Du hast mich durch Deine Ausstellung geführt und im Gespräch Information zum Background und zur Technik der Kunstwerke gegeben. Deine Fotokunst entfaltet ihre Wirkung oftmals zusätzlich durch subtile Verfremdungen. Was macht in Deinen Augen gute Fotografie aus und wie wichtig ist die digitale Bildbearbeitung?
In Zeiten der Digitalisierung, die eine Masse an fotografischem Output hervorbringt, betrachte ich „kreatives Sehen“ als wichtige Eigenschaft eines guten Fotografen. Der Blick für neue Perspektiven oder interessante Bildausschnitte. Die Bildbearbeitung ermöglicht es mir, meine fotografischen „Fundstücke“ noch spannender zu inszenieren und den Fokus auf Details zu setzen. Dieser zusätzliche Spielraum der kreativen Gestaltung empfinde ich als großen Vorteil der Digitalfotografie. Das heißt aber überhaupt nicht, dass ich ein Fan davon bin, jedes geschossene Foto durch irgendeinen Filter zu jagen oder die Sättigung bis zur totalen Verpixelung hochzuziehen. Ich bearbeite meine Fotografien selektiv mit einem professionellen Grafikprogramm. Man sollte ein Gespür dafür entwickeln, wie viel Veränderung dem Bild gut tut und wo man optimieren kann. Die Authentizität darf nicht verloren gehen.
Du fotografierst häufig bekannte Gebäude, Wahrzeichen der Städte. Kommt es vor, dass Du von Firmen oder Privatpersonen beauftragt wirst‚ ihr Gebäude zu fotografieren und künstlerisch „aufzuarbeiten“?
Ja, ich werde tatsächlich oft angesprochen, ob ich auch Auftragsarbeiten annehme. sowas möglich ist. Die Motive „white wave“ und „silver wave“ waren das Ergebnis einer solchen Anfrage. Ein Geschäftsmann mit Unternehmenssitz in den Gehry Bauten fragte mich, ob ich diese in „meinem Style“ inszenieren würde. Das bot sich natürlich an, denn dieses architektonische Kunststück aus Kurvungen, hervorspringenden Fensterrahmen und Asymmetrien bietet unendliche viele Möglichkeiten für Detailaufnahmen. Genauso können „normale“ Wohnhäuser Besonderheiten aufweisen, die ich dann künstlerisch herauszustellen. Das ist eine Herausforderung für mich und wenn es inhaltlich und zeitlich passt, nehme ich solche Aufträge gerne an.

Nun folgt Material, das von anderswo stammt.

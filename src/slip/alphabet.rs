//! SLIP special bytes.
//!
//! ```text
//! data byte END  ─►  ESC ESC_END
//! data byte ESC  ─►  ESC ESC_ESC
//! end of frame   ─►  END
//! ```
//!
//! The defaults are the RFC 1055 values. Both ends of a link must use the
//! same alphabet.

use serde::{Deserialize, Serialize};

use crate::error::{ConnectionError, Result};

/// Frame terminator (RFC 1055).
pub const END: u8 = 0xC0;
/// Escape introducer.
pub const ESC: u8 = 0xDB;
/// Follows `ESC` to stand for a literal `END`.
pub const ESC_END: u8 = 0xDC;
/// Follows `ESC` to stand for a literal `ESC`.
pub const ESC_ESC: u8 = 0xDD;

/// The four reserved byte values of the framing scheme.
#[derive(Debug, Clone, Copy, PartialEq, Eq, Serialize, Deserialize)]
#[serde(default)]
pub struct SlipAlphabet {
    pub end: u8,
    pub esc: u8,
    pub esc_end: u8,
    pub esc_esc: u8,
}

impl SlipAlphabet {
    /// RFC 1055 alphabet.
    pub const RFC1055: SlipAlphabet = SlipAlphabet {
        end: END,
        esc: ESC,
        esc_end: ESC_END,
        esc_esc: ESC_ESC,
    };

    /// Check that the alphabet can be decoded unambiguously.
    ///
    /// `END` must never appear inside an encoded frame, so neither
    /// substitute may equal `END`; a substitute equal to `ESC` would make a
    /// literal escape undecodable.
    pub fn validate(&self) -> Result<()> {
        if self.end == self.esc {
            return Err(ConnectionError::Config(format!(
                "END and ESC must differ (both {:#04x})",
                self.end
            )));
        }
        if self.esc_end == self.esc_esc {
            return Err(ConnectionError::Config(format!(
                "ESC_END and ESC_ESC must differ (both {:#04x})",
                self.esc_end
            )));
        }
        for (name, sub) in [("ESC_END", self.esc_end), ("ESC_ESC", self.esc_esc)] {
            if sub == self.end || sub == self.esc {
                return Err(ConnectionError::Config(format!(
                    "{} ({:#04x}) collides with END or ESC",
                    name, sub
                )));
            }
        }
        Ok(())
    }

    /// True if `byte` has to be escaped inside a frame.
    #[inline]
    pub fn is_special(&self, byte: u8) -> bool {
        byte == self.end || byte == self.esc
    }

    /// Substitute written after `ESC` for a special byte.
    #[inline]
    pub(crate) fn substitute(&self, byte: u8) -> u8 {
        if byte == self.end {
            self.esc_end
        } else {
            self.esc_esc
        }
    }

    /// Literal byte for an escape substitute, if it is one.
    #[inline]
    pub(crate) fn unescape(&self, sub: u8) -> Option<u8> {
        if sub == self.esc_end {
            Some(self.end)
        } else if sub == self.esc_esc {
            Some(self.esc)
        } else {
            None
        }
    }
}

impl Default for SlipAlphabet {
    fn default() -> Self {
        Self::RFC1055
    }
}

Gut zu wissen. Wie läuft sowas ab?
Die Anfrage und ein Erstgespräch zu den Wünschen des potenziellen Kunden sind natürlich erst einmal unverbindlich. Ich bevorzuge limitierte Auflagen, um eine gewisse Exklusivität zu gewährleisten. Wenn das Projekt realisierbar ist und meinen persönlichen Geschmack trifft, muss der Auftraggeber mir das nötige Vertrauen für den weiteren künstlerischen Prozess schenken. Es gibt Wünsche, auf die ich eingehen kann, aber wenn jemand von mir ein Werk in Rot-Gelb-Lila verlangt, was gegen meine Künstlerehre geht, dann bin ich raus.
Vielen Dank für das Interview und diese spannenden Einblicke in Deine Arbeit, Nicola.
Gerne. Ich danke Dir für das Interesse an meiner Kunst und den Besuch in meiner Ausstellung!